Would you please repeat the data exactly as given?

##### DATA RECORDS #####

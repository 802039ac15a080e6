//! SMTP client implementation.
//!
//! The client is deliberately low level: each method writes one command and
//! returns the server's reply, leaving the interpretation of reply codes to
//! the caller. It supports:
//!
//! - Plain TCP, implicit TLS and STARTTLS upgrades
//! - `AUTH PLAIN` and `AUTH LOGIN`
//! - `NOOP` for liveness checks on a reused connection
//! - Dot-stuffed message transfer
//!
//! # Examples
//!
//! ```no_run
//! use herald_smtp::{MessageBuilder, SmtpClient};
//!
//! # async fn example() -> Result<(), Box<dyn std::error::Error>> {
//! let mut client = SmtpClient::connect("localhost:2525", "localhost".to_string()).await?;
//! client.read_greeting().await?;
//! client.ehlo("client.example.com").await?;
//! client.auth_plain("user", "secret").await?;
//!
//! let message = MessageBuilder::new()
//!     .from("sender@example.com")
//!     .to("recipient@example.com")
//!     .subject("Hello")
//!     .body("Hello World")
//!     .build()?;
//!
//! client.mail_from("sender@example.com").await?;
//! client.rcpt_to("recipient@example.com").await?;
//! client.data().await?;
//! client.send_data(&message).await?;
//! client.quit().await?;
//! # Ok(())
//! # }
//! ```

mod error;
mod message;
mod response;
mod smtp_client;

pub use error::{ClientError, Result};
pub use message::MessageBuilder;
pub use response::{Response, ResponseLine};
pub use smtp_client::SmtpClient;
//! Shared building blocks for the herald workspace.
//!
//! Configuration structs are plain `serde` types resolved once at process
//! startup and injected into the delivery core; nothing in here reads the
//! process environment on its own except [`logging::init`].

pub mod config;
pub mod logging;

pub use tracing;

#####

- [TASK OUTPUT]:
repository 802039ac15a080e6
//! SMTP client implementation.
//!
//! The client is deliberately low level: each method writes one command and
//! returns the server's reply, leaving the interpretation of reply codes to
//! the caller. It supports:
//!
//! - Plain TCP, implicit TLS and STARTTLS upgrades
//! - `AUTH PLAIN` and `AUTH LOGIN`
//! - `NOOP` for liveness checks on a reused connection
//! - Dot-stuffed message transfer
//!
//! # Examples
//!
//! ```no_run
//! use herald_smtp::{MessageBuilder, SmtpClient};
//!
//! # async fn example() -> Result<(), Box<dyn std::error::Error>> {
//! let mut client = SmtpClient::connect("localhost:2525", "localhost".to_string()).await?;
//! client.read_greeting().await?;
//! client.ehlo("client.example.com").await?;
//! client.auth_plain("user", "secret").await?;
//!
//! let message = MessageBuilder::new()
//!     .from("sender@example.com")
//!     .to("recipient@example.com")
//!     .subject("Hello")
//!     .body("Hello World")
//!     .build()?;
//!
//! client.mail_from("sender@example.com").await?;
//! client.rcpt_to("recipient@example.com").await?;
//! client.data().await?;
//! client.send_data(&message).await?;
//! client.quit().await?;
//! # Ok(())
//! # }
//! ```

mod error;
mod message;
mod response;
mod smtp_client;

pub use error::{ClientError, Result};
pub use message::MessageBuilder;
pub use response::{Response, ResponseLine};
pub use smtp_client::SmtpClient;
//! Shared building blocks for the herald workspace.
//!
//! Configuration structs are plain `serde` types resolved once at process
//! startup and injected into the delivery core; nothing in here reads the
//! process environment on its own except [`logging::init`].

pub mod config;
pub mod logging;

pub use tracing;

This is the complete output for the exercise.